An election shall be irrevocable once received and determined by the
Administrator to be properly completed. The Administrator may grant an extension
of any election period or may permit the complete revocation of an election, but
such extension or revocation shall not permit an election or revocation to be
made after the latest time permissible for initial deferral elections under
Section 409A. Increases or decreases in the amount or percentage of Base
Compensation or Bonus Compensation a Participant elects to defer shall not be
permitted once an election has become irrevocable.

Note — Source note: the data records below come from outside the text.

use std::fs;
use std::path::{Path, PathBuf};

use anyhow::{anyhow, Context, Result};
use tracing::{info, warn};

use notewise_domain::{decode_json, encode_json};

use crate::session::SessionRecord;

/// Where finished sessions go, and where the analytics read them back from.
pub trait SessionStore {
    fn save(&mut self, record: &SessionRecord) -> Result<()>;
    fn load_all(&self) -> Result<Vec<SessionRecord>>;
}

/// Keeps records in memory; useful for tests and dry runs.
#[derive(Debug, Default)]
pub struct MemoryStore {
    records: Vec<SessionRecord>,
}

impl MemoryStore {
    pub fn new() -> Self {
        Self::default()
    }
}

impl SessionStore for MemoryStore {
    fn save(&mut self, record: &SessionRecord) -> Result<()> {
        self.records.push(record.clone());
        Ok(())
    }

    fn load_all(&self) -> Result<Vec<SessionRecord>> {
        Ok(self.records.clone())
    }
}

/// One pretty-printed JSON file per session, named after the session id.
#[derive(Debug, Clone)]
pub struct JsonFileStore {
    dir: PathBuf,
}

impl JsonFileStore {
    pub fn new(dir: impl Into<PathBuf>) -> Self {
        Self { dir: dir.into() }
    }

    /// `<data dir>/notewise/sessions`.
    pub fn default_location() -> Result<Self> {
        let base = dirs::data_dir().ok_or_else(|| anyhow!("no data directory available"))?;
        Ok(Self::new(base.join("notewise").join("sessions")))
    }

    pub fn dir(&self) -> &Path {
        &self.dir
    }

    fn path_for(&self, record: &SessionRecord) -> PathBuf {
        self.dir.join(format!("{}.json", record.id))
    }
}

impl SessionStore for JsonFileStore {
    fn save(&mut self, record: &SessionRecord) -> Result<()> {
        fs::create_dir_all(&self.dir)
            .with_context(|| format!("create session directory {:?}", self.dir))?;
        let path = self.path_for(record);
        let bytes = encode_json(record)?;
        fs::write(&path, bytes).with_context(|| format!("write session {:?}", path))?;
        info!(id = %record.id, path = ?path, "session saved");
        Ok(())
    }

    fn load_all(&self) -> Result<Vec<SessionRecord>> {
        if !self.dir.exists() {
            return Ok(Vec::new());
        }
        let mut paths: Vec<PathBuf> = fs::read_dir(&self.dir)
            .with_context(|| format!("read session directory {:?}", self.dir))?
            .filter_map(|entry| entry.ok().map(|e| e.path()))
            .filter(|path| path.extension().and_then(|ext| ext.to_str()) == Some("json"))
            .collect();
        paths.sort();

        let mut records = Vec::with_capacity(paths.len());
        for path in paths {
            let bytes = fs::read(&path).with_context(|| format!("read session {:?}", path))?;
            match decode_json::<SessionRecord>(&bytes) {
                Ok(record) => records.push(record),
                Err(err) => warn!(path = ?path, %err, "skipping unreadable session file"),
            }
        }
        Ok(records)
    }
}

#[cfg(test)]
mod tests {
    use super::*;
    use crate::session::PracticeSession;
    use notewise_domain::{Clef, NoteTarget};

    fn finished_session(midi: u8) -> SessionRecord {
        let target = NoteTarget::natural(midi, Clef::Bass).unwrap();
        let mut session = PracticeSession::from_targets(vec![target]).unwrap();
        session.record_played_note(midi);
        session.to_record()
    }

    fn scratch_dir(name: &str) -> PathBuf {
        let dir = std::env::temp_dir().join(format!(
            "notewise-store-{name}-{}",
            std::process::id()
        ));
        let _ = fs::remove_dir_all(&dir);
        dir
    }

    #[test]
    fn memory_store_round_trips() {
        let mut store = MemoryStore::new();
        let record = finished_session(48);
        store.save(&record).unwrap();
        assert_eq!(store.load_all().unwrap(), vec![record]);
    }

    #[test]
    fn missing_directory_loads_nothing() {
        let store = JsonFileStore::new(scratch_dir("missing"));
        assert!(store.load_all().unwrap().is_empty());
    }

    #[test]
    fn json_store_persists_and_skips_garbage() {
        let dir = scratch_dir("persist");
        let mut store = JsonFileStore::new(&dir);
        let record = finished_session(43);
        store.save(&record).unwrap();
        fs::write(dir.join("broken.json"), b"{").unwrap();
        fs::write(dir.join("notes.txt"), b"ignored").unwrap();

        let loaded = store.load_all().unwrap();
        assert_eq!(loaded.len(), 1);
        assert_eq!(loaded[0].id, record.id);
        assert_eq!(loaded[0].attempts, record.attempts);
        let _ = fs::remove_dir_all(&dir);
    }
}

          4.2. Newly Eligible Employees. Notwithstanding anything to the
contrary contained herein, the Administrator, acting on behalf of the Company,
may, in its discretion, permit an employee who first becomes an Eligible
Employee after the beginning of a Plan Year, and such employee is not and was
not otherwise eligible to participate in this or any other nonqualified deferred
compensation plan of the Company for the Plan Year that is required to be
aggregated with the Plan for purposes of Section 409A, to enroll in the Plan to
defer Compensation for that Plan Year by filing a completed and fully executed
Election Form, in accordance with Section 4.1(d), as soon as administratively
practicable following the date the employee becomes an Eligible Employee but, in
any event, within thirty (30) days after such date. Notwithstanding the
foregoing, any election by an Eligible Employee to make an Employee Deferral
Contribution pursuant to this Section shall apply only with respect to
Compensation to be earned for payroll cycles that begin after the date on which
such Election Form is filed.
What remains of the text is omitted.